‘No selfie zones’ could save tourists’ lives

Selfie bans are becoming more common in popular tourist spots. Here’s how they save lives.


The selfie craze is now more lethal than shark attacks. A study published in the Journal of Travel Medicine in 2022 uncovered 379 selfie-related deaths over the previous 13 years. 

Among these, 140 tourists tragically snapped their final photo. Meanwhile, only 90 fatal encounters during the same time frame involved sharks, primarily unprovoked.

Just last month, a gondola capsized in Venice, Italy when a group of tourists refused to stop taking selfies and sit down. Right before the accident, the gondolier asked the group not to move around while he attempted a tricky manoeuvre under a low bridge. Thankfully, no one was injured.

The pursuit of the perfect selfie for social media has led tourists into a realm of extreme risks, resulting in tragic incidents, including fatal falls from cliffs, accidents with cars and trains, dangerous wildlife encounters, and unforeseen drownings.

As a result, tourists are now being hit with hefty fines and jail time for engaging in the dangerous, disruptive, and destructive action of taking selfies too far.

In December, a 24-year-old woman was tragically killed while attempting to take a selfie on the edge of the Prabalgad Fort in India. She fell 60 metres into a gorge.

During the 2023 Tour de France, a spectator attempting to take a selfie with passing riders clipped the handlebars of an American cyclist, causing a 20-rider pile-up during the 15th stage of the race.

Portofino in northern Italy placed a temporary selfie ban in some areas of the city last year to prevent overcrowding on its narrow streets. The ban was enacted after what was described as ‘anarchic chaos’ caused by tourists blocking traffic to take photos.

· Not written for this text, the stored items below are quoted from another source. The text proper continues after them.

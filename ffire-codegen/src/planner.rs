//! Turns a validated schema into the concrete plan every emitter
//! consumes: canonical wire field order (delegated to
//! [`ffire_wire::order`], never duplicated here), root naming, and the
//! struct declare-before-use order required by targets whose syntax
//! demands types appear before they're referenced.

use ffire_schema::{Field, MessageDecl, PrimitiveKind, Schema, StructDef, TypeDef, TypeRef};
use std::cmp::Reverse;
use std::collections::{BinaryHeap, HashMap, HashSet};

/// Converts an identifier to `snake_case`, for targets whose function
/// naming idiom wants it (Rust, the C ABI, Python).
#[must_use]
pub fn to_snake_case(s: &str) -> String {
    let mut result = String::with_capacity(s.len() + 4);
    for (i, c) in s.chars().enumerate() {
        if c.is_uppercase() && i > 0 {
            result.push('_');
        }
        result.push(c.to_ascii_lowercase());
    }
    result
}

/// Converts an identifier to `PascalCase`, for targets whose exported
/// naming idiom wants it (Go).
#[must_use]
pub fn to_pascal_case(s: &str) -> String {
    let mut result = String::with_capacity(s.len());
    let mut capitalize_next = true;
    for c in s.chars() {
        if c == '_' || c == '-' {
            capitalize_next = true;
        } else if capitalize_next {
            result.push(c.to_ascii_uppercase());
            capitalize_next = false;
        } else {
            result.push(c);
        }
    }
    result
}

/// The root name a message's target resolves to: a struct name as
/// authored, the capitalized primitive kind name, or (recursively) the
/// element's root name for an array.
#[must_use]
pub fn root_name(ty: &TypeRef) -> String {
    match ty {
        TypeRef::StructRef { name, .. } => name.clone(),
        TypeRef::Array { element, .. } => root_name(element),
        TypeRef::Primitive { kind, .. } => capitalize(kind.name()),
    }
}

fn capitalize(s: &str) -> String {
    let mut chars = s.chars();
    match chars.next() {
        None => String::new(),
        Some(first) => first.to_ascii_uppercase().to_string() + chars.as_str(),
    }
}

/// The emitted root wrapper type name for a message: the root name with
/// `Message` appended, so the generated public entry type never
/// collides with a same-named schema struct (`Config` -> `ConfigMessage`).
#[must_use]
pub fn root_message_type_name(message: &MessageDecl) -> String {
    format!("{}Message", root_name(&message.target))
}

/// Fields of `def`, reordered into canonical wire order. A thin
/// re-export of [`ffire_wire::order::reorder_fields`] so every emitter
/// reaches the single comparator through the planner rather than
/// importing `ffire-wire` ordering logic directly.
#[must_use]
pub fn wire_fields(def: &StructDef) -> Vec<&Field> {
    ffire_wire::order::reorder_fields(&def.fields)
}

/// Collects the names of every named struct type referenced (directly or
/// through arrays) by `def`'s fields, in field order with duplicates
/// kept (callers that need a set can dedupe).
fn struct_dependencies(def: &StructDef) -> Vec<String> {
    let mut deps = Vec::new();
    for field in &def.fields {
        collect_struct_refs(&field.ty, &mut deps);
    }
    deps
}

fn collect_struct_refs(ty: &TypeRef, out: &mut Vec<String>) {
    match ty {
        TypeRef::StructRef { name, .. } => out.push(name.clone()),
        TypeRef::Array { element, .. } => collect_struct_refs(element, out),
        TypeRef::Primitive { .. } => {}
    }
}

/// Topologically sorts `schema`'s named struct types into
/// declare-before-use order: a struct referenced by another struct's
/// field always appears earlier in the returned order. Ties (structs
/// with no ordering constraint between them) break lexicographically by
/// name, so the result is deterministic across runs.
///
/// Cycles are impossible in a validated schema, but defensively: any
/// entry Kahn's algorithm can't reach is appended in lexicographic
/// order rather than panicking.
#[must_use]
pub fn topological_struct_order(schema: &Schema) -> Vec<String> {
    let mut names: Vec<String> = schema
        .types
        .iter()
        .map(|t| {
            let TypeDef::Struct(def) = t;
            def.name.clone()
        })
        .collect();
    names.sort();

    let mut in_degree: HashMap<String, usize> = names.iter().cloned().map(|n| (n, 0)).collect();
    let mut dependents: HashMap<String, Vec<String>> =
        names.iter().cloned().map(|n| (n, Vec::new())).collect();

    for ty in &schema.types {
        let TypeDef::Struct(def) = ty;
        for dep in struct_dependencies(def) {
            // `dep` must be declared before `def.name`: an edge dep -> def.
            if let Some(list) = dependents.get_mut(&dep) {
                list.push(def.name.clone());
                *in_degree.get_mut(&def.name).expect("name collected above") += 1;
            }
        }
    }

    let mut ready: BinaryHeap<Reverse<String>> = in_degree
        .iter()
        .filter(|(_, &degree)| degree == 0)
        .map(|(name, _)| Reverse(name.clone()))
        .collect();

    let mut order = Vec::with_capacity(names.len());
    let mut visited = HashSet::new();

    while let Some(Reverse(name)) = ready.pop() {
        if !visited.insert(name.clone()) {
            continue;
        }
        order.push(name.clone());
        if let Some(next) = dependents.get(&name) {
            let mut next_sorted = next.clone();
            next_sorted.sort();
            for dependent in next_sorted {
                let degree = in_degree.get_mut(&dependent).expect("known name");
                *degree -= 1;
                if *degree == 0 {
                    ready.push(Reverse(dependent));
                }
            }
        }
    }

    for name in &names {
        if !visited.contains(name) {
            order.push(name.clone());
        }
    }

    order
}

/// The full emission plan for one schema: struct declaration order plus
/// the lookup helpers every emitter shares.
#[derive(Debug, Clone)]
pub struct Plan<'a> {
    schema: &'a Schema,
    struct_order: Vec<String>,
}

impl<'a> Plan<'a> {
    /// Builds a plan for `schema`.
    #[must_use]
    pub fn build(schema: &'a Schema) -> Self {
        Self {
            schema,
            struct_order: topological_struct_order(schema),
        }
    }

    /// The schema this plan was built from.
    #[must_use]
    pub const fn schema(&self) -> &'a Schema {
        self.schema
    }

    /// Named struct types in declare-before-use order.
    #[must_use]
    pub fn structs_in_order(&self) -> Vec<&'a StructDef> {
        self.struct_order
            .iter()
            .filter_map(|name| self.schema.get_type(name))
            .map(|t| {
                let TypeDef::Struct(def) = t;
                def
            })
            .collect()
    }
}

#[cfg(test)]
mod tests {
    use super::*;
    use ffire_schema::{Field, MessageDecl, PrimitiveKind, TypeDef};

    #[test]
    fn test_case_conversions() {
        assert_eq!(to_snake_case("ChannelCount"), "channel_count");
        assert_eq!(to_snake_case("name"), "name");
        assert_eq!(to_pascal_case("device_list"), "DeviceList");
    }

    #[test]
    fn test_root_name_struct() {
        let message = MessageDecl::new("M", TypeRef::struct_ref("Device"));
        assert_eq!(root_name(&message.target), "Device");
    }

    #[test]
    fn test_root_name_array_of_struct() {
        let message = MessageDecl::new("DeviceList", TypeRef::array(TypeRef::struct_ref("Device")));
        assert_eq!(root_name(&message.target), "Device");
    }

    #[test]
    fn test_root_name_primitive() {
        let message = MessageDecl::new("Count", TypeRef::primitive(PrimitiveKind::I32));
        assert_eq!(root_name(&message.target), "I32");
    }

    #[test]
    fn test_root_message_type_name_avoids_collision() {
        let message = MessageDecl::new("M", TypeRef::struct_ref("Config"));
        assert_eq!(root_message_type_name(&message), "ConfigMessage");
    }

    #[test]
    fn test_topological_order_respects_dependency() {
        let mut schema = Schema::new("pkg");
        let mut outer = StructDef::new("Outer");
        outer.add_field(Field::new("Inner", TypeRef::struct_ref("Inner")));
        let inner = StructDef::new("Inner");
        // Authored out of dependency order on purpose.
        schema.add_type(TypeDef::Struct(outer));
        schema.add_type(TypeDef::Struct(inner));

        let order = topological_struct_order(&schema);
        let inner_pos = order.iter().position(|n| n == "Inner").unwrap();
        let outer_pos = order.iter().position(|n| n == "Outer").unwrap();
        assert!(inner_pos < outer_pos);
    }

    #[test]
    fn test_topological_order_ties_break_lexicographically() {
        let mut schema = Schema::new("pkg");
        schema.add_type(TypeDef::Struct(StructDef::new("Zebra")));
        schema.add_type(TypeDef::Struct(StructDef::new("Apple")));
        assert_eq!(topological_struct_order(&schema), vec!["Apple", "Zebra"]);
    }

    #[test]
    fn test_plan_structs_in_order_matches_topological_order() {
        let mut schema = Schema::new("pkg");
        let mut outer = StructDef::new("Outer");
        outer.add_field(Field::new("Inner", TypeRef::struct_ref("Inner")));
        schema.add_type(TypeDef::Struct(outer));
        schema.add_type(TypeDef::Struct(StructDef::new("Inner")));

        let plan = Plan::build(&schema);
        let names: Vec<&str> = plan.structs_in_order().iter().map(|d| d.name.as_str()).collect();
        assert_eq!(names, vec!["Inner", "Outer"]);
    }
}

Risking your life for the perfect photo

Taking the perfect photo for social media often leads to risky behaviour fuelled by the desire to stand out in a crowded landscape. Spurred by the desire for likes, shares and fame, dangerous selfies continue to increase in popularity. The quest for the best photo can lead individuals to ignore safety warnings or venture into unsafe places.

Of the 379 selfie-related deaths worldwide between 2008 and 2021, 37.2 per cent were travellers, as opposed to locals. Falls from height made up 49.9 per cent of all deaths, followed by transport-related (28.4 per cent) and drownings (15.3 per cent).

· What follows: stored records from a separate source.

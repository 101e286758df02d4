#![no_main]

use ffire_schema::{Field, MessageDecl, PrimitiveKind, Schema, StructDef, TypeDef, TypeRef};
use ffire_wire::codec::{decode_message, decode_message_strict};
use libfuzzer_sys::fuzz_target;

/// A fixed, representative schema (one struct with every primitive
/// kind, an optional field, and a nested array) exercised against
/// arbitrary input bytes.
///
/// Only `decode_message`/`decode_message_strict`'s contract is under
/// test here: every input either decodes to a `Value` or returns a
/// `WireError`. A panic on any byte sequence is the bug this target
/// hunts for.
fn device_list_schema() -> (Schema, MessageDecl) {
    let mut schema = Schema::new("fuzz");
    let mut device = StructDef::new("Device");
    device.add_field(Field::new("Id", TypeRef::primitive(PrimitiveKind::I64)));
    device.add_field(Field::new("Age", TypeRef::primitive(PrimitiveKind::I8)));
    device.add_field(Field::new("Name", TypeRef::primitive(PrimitiveKind::String)));
    device.add_field(Field::new(
        "Nick",
        TypeRef::optional_primitive(PrimitiveKind::String),
    ));
    device.add_field(Field::new(
        "Samples",
        TypeRef::array(TypeRef::primitive(PrimitiveKind::I32)),
    ));
    schema.add_type(TypeDef::Struct(device));

    let message = MessageDecl::new("DeviceList", TypeRef::array(TypeRef::struct_ref("Device")));
    schema.add_message(message.clone());
    (schema, message)
}

fuzz_target!(|data: &[u8]| {
    let (schema, message) = device_list_schema();
    let _ = decode_message(&schema, &message, data);
    let _ = decode_message_strict(&schema, &message, data);
});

The average age of selfie victims during this time period was 24.4 years old. Women were more likely to be fatally injured in falls from heights and animal encounters, while more men were killed in transport-related risks. Countries with the highest number of selfie deaths included India (26.4 per cent), the United States (10.3 per cent), and Russia (8.7 per cent).

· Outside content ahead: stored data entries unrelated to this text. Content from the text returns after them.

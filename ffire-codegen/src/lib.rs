//! # ffire-codegen
//!
//! Turns a validated [`ffire_schema::Schema`] into target-language codec
//! source: structs (or their nearest target-language equivalent) plus an
//! encode/decode function triad per declared message.
//!
//! The pipeline mirrors the source engine's three stages:
//! - [`analyzer`] computes per-type facts (fixed size, nesting depth,
//!   whether a string/float/primitive-array appears anywhere inside).
//! - [`planner`] derives the concrete plan every emitter shares: struct
//!   declare-before-use order and root-type naming.
//! - [`strategy`] picks one of four emission strategies (E1-E4) for each
//!   array and struct shape, also shared across emitters.
//! - [`emit`] holds one backend per [`target::TargetLanguage`], each
//!   implementing [`target::Emitter`].
//!
//! [`generate`] and [`generator::Generator`] are the public entry points.

pub mod analyzer;
pub mod emit;
pub mod error;
pub mod generator;
pub mod planner;
pub mod strategy;
pub mod target;

pub use error::GenError;
pub use generator::{generate, Generator};
pub use target::{Emitter, GeneratedFile, GeneratedSources, TargetLanguage};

What’s worse, according to a study by the Journal of Family Medicine and Primary Care, selfie-related deaths are most likely underreported as they are not usually listed as the cause of death.

Dangerous selfies are a public health issue

According to scientific analysis from the University of New South Wales (UNSW) in Sydney, Australia, the media tends to portray dangerous selfie-taking as foolish and selfish, often blaming the victim. However, selfies are now a regular part of everyday life, and these scientists assert that the act of taking risky selfies should be addressed as a public health issue.

Similarly, previous generations considered driving without a seatbelt, riding a bike without a helmet, and smoking cigarettes ‘normal’ everyday activities that are now public health hazards.

By recognising these risky behaviours as public health issues, we stop blaming and shaming and instead begin to take steps toward prevention and education.

This would be a step further than past decisions to designate dangerous tourist areas, such as bodies of water, mountain peaks, and tall buildings, as ‘no selfie zones’.

The destinations restricting selfie taking

Japan’s JR West Railway Company banned selfie sticks on its platforms to prevent electrocutions from overhead wiring and falling onto the tracks. 

After a string of selfie-related accidents in Mumbai, India, the government enacted no selfie zones in certain areas of the city, including some beaches, festival sites and tourist attractions. In Pamplona, Spain, taking selfies during the annual Running of the Bulls is illegal due to previous gorgings.


In the United States, New York passed a bill banning selfies with wildcats unless there is a physical barrier between the person and the animal. Similarly, visitors to Lake Tahoe have been asked not to take bear selfies, as turning your back near a bear is extremely dangerous.

The popularity of selfies, especially among younger demographics, led to a rise in accidents and fatalities. 

Some places have implemented warning signs, restricted access to hazardous areas and conducted awareness campaigns. But these steps may not fully address the underlying issue of risk-taking behaviour for the sake of social media recognition.

More effective and innovative approaches need to be implemented to address this modern-day safety concern.